(Saved data entries)

_ _ _ _ _

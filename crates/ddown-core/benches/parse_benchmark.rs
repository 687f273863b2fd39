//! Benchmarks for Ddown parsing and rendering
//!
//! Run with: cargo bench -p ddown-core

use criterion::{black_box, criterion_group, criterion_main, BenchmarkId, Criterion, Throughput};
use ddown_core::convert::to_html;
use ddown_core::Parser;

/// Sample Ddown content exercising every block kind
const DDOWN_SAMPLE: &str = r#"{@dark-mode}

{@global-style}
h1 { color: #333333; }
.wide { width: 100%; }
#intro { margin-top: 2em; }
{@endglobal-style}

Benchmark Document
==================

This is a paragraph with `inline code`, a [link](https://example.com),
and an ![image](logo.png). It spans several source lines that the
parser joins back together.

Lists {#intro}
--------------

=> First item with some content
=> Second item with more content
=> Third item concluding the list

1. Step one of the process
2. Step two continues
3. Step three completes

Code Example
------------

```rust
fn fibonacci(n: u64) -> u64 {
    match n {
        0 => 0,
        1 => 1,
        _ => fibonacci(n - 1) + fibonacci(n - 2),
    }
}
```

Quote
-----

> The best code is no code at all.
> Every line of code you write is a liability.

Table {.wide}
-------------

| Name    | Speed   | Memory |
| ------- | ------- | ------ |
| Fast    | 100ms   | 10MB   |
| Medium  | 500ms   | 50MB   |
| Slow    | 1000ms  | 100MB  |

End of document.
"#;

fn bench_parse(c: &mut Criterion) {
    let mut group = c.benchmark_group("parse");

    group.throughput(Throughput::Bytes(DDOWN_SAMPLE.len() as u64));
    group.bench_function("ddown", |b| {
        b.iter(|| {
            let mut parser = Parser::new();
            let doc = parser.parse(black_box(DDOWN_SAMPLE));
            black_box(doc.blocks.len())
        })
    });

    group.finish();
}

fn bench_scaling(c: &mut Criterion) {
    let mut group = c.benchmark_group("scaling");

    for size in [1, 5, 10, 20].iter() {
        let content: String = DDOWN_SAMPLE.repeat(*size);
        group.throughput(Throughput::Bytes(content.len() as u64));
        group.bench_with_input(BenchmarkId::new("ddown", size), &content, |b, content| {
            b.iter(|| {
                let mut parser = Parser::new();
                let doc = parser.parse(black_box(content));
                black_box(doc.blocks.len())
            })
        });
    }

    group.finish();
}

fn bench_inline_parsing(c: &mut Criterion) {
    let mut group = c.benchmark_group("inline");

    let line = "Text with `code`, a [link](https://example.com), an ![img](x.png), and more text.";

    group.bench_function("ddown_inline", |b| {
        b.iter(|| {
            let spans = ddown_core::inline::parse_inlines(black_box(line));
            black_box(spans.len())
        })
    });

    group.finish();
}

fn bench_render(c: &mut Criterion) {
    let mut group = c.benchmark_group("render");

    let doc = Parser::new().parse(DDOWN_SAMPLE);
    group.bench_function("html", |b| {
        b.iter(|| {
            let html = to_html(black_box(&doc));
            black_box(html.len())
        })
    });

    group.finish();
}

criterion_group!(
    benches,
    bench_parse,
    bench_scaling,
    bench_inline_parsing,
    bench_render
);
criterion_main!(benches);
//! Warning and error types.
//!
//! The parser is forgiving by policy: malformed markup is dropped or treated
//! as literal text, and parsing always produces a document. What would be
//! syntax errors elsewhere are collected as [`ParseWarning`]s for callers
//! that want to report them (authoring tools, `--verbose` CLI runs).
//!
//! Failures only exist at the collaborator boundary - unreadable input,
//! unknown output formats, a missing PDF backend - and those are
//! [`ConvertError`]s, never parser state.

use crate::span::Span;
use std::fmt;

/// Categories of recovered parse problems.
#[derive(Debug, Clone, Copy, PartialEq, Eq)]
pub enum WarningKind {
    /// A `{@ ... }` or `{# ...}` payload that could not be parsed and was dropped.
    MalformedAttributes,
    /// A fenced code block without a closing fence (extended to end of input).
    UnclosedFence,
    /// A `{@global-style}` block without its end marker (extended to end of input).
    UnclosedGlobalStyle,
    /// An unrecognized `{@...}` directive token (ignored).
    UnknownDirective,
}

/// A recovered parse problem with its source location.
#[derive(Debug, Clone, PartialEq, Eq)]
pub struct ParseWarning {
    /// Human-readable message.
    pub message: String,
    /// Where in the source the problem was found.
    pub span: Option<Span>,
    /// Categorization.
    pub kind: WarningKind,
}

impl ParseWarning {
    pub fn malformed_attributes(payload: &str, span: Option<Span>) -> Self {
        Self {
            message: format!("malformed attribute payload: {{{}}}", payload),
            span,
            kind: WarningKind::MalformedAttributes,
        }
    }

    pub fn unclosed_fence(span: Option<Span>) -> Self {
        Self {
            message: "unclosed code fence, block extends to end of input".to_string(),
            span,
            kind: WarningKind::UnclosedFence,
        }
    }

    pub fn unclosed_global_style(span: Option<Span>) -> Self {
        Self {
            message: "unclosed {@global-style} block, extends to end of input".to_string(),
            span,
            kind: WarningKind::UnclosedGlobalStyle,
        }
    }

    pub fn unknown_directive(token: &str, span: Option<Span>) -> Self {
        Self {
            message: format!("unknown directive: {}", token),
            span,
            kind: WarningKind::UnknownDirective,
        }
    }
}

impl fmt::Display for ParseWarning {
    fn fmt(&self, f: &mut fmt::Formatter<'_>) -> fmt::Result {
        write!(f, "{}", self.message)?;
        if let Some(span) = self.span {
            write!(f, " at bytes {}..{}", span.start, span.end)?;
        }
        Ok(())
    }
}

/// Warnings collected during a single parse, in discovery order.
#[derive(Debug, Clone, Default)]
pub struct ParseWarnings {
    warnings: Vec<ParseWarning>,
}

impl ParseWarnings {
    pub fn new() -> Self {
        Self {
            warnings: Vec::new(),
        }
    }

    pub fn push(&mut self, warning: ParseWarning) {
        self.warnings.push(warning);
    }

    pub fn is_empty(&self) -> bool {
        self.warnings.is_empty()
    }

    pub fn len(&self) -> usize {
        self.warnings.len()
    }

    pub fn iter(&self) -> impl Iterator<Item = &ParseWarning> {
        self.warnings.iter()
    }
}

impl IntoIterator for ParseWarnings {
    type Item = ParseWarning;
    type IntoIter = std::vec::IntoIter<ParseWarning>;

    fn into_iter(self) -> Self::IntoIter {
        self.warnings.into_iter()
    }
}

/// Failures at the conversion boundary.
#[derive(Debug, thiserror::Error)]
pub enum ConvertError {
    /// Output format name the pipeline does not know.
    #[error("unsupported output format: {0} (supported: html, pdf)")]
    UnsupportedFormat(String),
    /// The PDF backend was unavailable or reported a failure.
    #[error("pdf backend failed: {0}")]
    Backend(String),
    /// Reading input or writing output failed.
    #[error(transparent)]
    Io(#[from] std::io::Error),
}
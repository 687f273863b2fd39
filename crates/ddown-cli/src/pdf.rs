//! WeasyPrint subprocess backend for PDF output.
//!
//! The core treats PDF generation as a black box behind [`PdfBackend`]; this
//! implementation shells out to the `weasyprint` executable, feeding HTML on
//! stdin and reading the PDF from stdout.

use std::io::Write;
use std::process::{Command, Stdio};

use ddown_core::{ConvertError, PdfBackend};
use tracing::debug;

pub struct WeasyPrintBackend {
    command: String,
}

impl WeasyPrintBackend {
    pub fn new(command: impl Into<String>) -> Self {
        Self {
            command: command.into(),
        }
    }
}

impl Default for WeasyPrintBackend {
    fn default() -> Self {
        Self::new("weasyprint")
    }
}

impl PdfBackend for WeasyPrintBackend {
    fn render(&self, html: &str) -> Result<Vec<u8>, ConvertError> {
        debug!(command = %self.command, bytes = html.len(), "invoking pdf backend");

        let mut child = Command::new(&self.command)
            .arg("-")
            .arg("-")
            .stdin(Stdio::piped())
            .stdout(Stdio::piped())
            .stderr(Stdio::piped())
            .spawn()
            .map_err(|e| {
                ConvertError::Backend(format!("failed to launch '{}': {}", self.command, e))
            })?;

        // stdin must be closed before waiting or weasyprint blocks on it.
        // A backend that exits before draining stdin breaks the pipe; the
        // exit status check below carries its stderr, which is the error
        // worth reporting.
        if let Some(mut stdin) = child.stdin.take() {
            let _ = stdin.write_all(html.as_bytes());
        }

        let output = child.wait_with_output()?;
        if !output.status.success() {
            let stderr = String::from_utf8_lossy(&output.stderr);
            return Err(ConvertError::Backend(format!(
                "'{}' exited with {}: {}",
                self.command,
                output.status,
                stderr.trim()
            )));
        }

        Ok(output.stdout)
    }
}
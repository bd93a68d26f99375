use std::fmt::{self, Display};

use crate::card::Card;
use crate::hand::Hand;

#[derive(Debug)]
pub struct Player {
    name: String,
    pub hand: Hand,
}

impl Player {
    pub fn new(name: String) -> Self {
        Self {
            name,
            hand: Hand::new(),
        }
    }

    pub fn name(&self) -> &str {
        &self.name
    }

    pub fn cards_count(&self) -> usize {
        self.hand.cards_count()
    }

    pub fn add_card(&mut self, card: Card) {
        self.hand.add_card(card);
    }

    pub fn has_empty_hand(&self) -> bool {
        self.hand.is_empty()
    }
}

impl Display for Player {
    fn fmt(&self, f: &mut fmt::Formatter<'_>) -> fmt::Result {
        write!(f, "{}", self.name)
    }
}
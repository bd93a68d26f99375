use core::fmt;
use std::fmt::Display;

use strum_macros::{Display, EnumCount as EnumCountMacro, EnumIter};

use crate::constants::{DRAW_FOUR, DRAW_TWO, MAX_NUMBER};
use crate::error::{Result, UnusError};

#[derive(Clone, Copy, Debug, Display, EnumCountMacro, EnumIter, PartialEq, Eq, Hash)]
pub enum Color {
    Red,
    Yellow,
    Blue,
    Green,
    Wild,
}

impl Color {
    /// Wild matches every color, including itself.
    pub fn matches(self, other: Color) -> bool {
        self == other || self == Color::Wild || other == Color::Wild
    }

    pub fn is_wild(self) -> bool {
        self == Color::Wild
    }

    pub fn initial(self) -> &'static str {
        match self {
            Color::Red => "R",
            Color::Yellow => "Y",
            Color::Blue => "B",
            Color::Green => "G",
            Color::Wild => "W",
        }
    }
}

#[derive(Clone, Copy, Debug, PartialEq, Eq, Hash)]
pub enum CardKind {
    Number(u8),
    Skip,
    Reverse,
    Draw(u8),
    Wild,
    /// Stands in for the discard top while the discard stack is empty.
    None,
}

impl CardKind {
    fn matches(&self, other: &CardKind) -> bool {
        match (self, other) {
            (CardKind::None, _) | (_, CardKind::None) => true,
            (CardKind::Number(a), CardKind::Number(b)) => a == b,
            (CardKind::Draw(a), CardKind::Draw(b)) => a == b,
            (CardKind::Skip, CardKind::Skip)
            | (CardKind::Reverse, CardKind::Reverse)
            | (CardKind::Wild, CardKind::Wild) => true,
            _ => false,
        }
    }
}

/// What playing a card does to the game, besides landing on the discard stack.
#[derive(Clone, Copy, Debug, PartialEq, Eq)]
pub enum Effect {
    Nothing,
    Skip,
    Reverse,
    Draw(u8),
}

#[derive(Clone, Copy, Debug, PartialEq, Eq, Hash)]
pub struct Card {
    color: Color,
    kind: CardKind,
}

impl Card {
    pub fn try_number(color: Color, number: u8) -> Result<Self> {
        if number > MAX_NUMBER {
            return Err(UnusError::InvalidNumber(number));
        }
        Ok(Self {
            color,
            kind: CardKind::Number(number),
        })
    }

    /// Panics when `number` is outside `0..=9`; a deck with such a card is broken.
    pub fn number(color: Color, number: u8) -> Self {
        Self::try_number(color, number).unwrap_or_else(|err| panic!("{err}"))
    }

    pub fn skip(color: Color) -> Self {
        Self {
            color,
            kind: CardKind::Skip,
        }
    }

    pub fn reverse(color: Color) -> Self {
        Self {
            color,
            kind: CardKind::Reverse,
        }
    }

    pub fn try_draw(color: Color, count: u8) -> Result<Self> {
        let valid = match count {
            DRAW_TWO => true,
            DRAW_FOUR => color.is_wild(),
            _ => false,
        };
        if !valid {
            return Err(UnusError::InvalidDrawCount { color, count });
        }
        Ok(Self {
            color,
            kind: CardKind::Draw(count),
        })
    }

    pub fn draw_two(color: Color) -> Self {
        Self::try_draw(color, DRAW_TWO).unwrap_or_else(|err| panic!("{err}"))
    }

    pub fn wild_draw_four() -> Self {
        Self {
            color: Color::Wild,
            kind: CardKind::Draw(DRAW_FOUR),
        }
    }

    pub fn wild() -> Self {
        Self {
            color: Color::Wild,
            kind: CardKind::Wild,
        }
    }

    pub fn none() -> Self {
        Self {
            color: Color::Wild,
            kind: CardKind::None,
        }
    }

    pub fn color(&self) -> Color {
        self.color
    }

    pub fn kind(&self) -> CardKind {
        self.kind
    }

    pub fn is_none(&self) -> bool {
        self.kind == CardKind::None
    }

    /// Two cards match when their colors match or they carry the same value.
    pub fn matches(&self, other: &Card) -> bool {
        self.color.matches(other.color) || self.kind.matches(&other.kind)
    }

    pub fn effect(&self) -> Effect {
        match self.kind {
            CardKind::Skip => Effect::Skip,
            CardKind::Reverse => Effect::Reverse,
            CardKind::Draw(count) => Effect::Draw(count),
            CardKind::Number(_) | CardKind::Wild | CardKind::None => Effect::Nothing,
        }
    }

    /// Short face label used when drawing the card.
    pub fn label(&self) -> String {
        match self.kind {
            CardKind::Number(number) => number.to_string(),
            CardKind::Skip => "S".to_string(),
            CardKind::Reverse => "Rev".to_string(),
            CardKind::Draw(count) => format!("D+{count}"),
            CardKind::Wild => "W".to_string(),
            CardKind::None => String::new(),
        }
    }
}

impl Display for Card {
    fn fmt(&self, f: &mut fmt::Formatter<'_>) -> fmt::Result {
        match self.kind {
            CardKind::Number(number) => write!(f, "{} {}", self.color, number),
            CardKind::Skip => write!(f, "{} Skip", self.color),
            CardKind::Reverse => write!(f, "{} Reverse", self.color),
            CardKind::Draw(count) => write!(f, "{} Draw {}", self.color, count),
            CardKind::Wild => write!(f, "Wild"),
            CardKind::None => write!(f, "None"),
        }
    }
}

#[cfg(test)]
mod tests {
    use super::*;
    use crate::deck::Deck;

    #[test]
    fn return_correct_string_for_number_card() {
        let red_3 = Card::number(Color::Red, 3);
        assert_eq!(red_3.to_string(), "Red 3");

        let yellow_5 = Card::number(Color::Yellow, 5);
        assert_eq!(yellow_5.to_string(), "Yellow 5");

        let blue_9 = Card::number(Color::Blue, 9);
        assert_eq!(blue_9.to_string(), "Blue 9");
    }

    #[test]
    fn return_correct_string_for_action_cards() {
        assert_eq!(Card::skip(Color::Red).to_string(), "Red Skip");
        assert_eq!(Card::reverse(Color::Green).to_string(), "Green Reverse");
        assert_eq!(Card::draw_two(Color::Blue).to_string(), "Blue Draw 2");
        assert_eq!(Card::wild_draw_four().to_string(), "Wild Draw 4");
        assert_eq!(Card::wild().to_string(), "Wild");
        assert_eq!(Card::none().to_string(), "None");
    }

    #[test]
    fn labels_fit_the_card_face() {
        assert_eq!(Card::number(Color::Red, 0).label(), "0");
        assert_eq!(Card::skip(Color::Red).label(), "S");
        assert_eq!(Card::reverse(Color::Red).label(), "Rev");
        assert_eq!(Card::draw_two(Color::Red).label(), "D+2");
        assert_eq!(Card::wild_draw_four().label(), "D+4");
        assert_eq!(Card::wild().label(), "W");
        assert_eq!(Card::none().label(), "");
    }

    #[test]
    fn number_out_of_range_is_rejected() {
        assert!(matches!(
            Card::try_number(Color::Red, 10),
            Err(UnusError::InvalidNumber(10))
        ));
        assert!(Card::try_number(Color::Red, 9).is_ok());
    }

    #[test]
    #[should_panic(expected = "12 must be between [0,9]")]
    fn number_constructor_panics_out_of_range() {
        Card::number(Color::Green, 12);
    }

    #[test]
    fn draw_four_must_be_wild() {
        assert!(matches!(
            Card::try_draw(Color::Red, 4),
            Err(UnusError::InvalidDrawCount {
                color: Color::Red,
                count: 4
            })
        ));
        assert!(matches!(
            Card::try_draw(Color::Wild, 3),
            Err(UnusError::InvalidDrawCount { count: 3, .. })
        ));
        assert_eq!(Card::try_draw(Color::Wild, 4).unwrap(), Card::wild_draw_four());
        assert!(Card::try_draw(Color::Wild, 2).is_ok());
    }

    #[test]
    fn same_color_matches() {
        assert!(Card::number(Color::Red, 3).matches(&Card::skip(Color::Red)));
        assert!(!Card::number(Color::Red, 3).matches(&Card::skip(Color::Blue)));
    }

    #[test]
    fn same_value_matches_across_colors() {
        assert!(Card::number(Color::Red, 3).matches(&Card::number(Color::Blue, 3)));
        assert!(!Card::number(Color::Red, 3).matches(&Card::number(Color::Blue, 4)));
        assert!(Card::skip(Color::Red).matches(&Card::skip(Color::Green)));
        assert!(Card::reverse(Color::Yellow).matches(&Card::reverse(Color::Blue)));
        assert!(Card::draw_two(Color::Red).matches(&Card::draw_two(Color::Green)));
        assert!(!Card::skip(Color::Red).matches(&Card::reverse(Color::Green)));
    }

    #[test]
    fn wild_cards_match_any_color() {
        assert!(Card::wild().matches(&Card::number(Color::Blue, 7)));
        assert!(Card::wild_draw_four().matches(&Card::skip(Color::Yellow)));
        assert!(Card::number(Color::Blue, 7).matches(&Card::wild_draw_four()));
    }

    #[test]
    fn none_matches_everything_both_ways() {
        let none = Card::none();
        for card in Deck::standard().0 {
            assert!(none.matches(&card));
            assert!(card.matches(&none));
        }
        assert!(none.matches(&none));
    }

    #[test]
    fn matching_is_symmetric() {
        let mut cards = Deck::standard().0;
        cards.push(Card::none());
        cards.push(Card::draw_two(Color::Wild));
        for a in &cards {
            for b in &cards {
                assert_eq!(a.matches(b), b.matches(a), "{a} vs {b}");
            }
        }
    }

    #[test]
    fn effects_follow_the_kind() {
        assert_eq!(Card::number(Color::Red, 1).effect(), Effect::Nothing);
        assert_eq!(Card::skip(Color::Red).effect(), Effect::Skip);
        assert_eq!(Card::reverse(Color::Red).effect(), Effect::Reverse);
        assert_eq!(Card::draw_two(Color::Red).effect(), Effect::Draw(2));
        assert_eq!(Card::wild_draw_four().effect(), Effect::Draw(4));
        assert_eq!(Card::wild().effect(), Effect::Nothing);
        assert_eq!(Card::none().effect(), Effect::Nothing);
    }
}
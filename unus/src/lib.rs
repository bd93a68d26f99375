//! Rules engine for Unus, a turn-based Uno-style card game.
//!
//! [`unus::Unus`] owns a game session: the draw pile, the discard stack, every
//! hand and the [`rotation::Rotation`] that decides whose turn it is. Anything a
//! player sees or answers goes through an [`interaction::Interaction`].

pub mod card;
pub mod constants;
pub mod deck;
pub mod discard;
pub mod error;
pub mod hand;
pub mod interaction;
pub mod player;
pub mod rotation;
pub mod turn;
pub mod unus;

_ _ _ _ _

Copy every line of the records above that contains "derive".

#[derive(Debug, Clone, Copy, PartialEq, Eq)]
#[derive(Debug, Clone, PartialEq, Eq)]
#[derive(Debug, Clone, Default)]
#[derive(Debug, thiserror::Error)]
#[derive(Debug)]
#[derive(Clone, Copy, Debug, Display, EnumCountMacro, EnumIter, PartialEq, Eq, Hash)]
#[derive(Clone, Copy, Debug, PartialEq, Eq, Hash)]
#[derive(Clone, Copy, Debug, PartialEq, Eq)]
#[derive(Clone, Copy, Debug, PartialEq, Eq, Hash)]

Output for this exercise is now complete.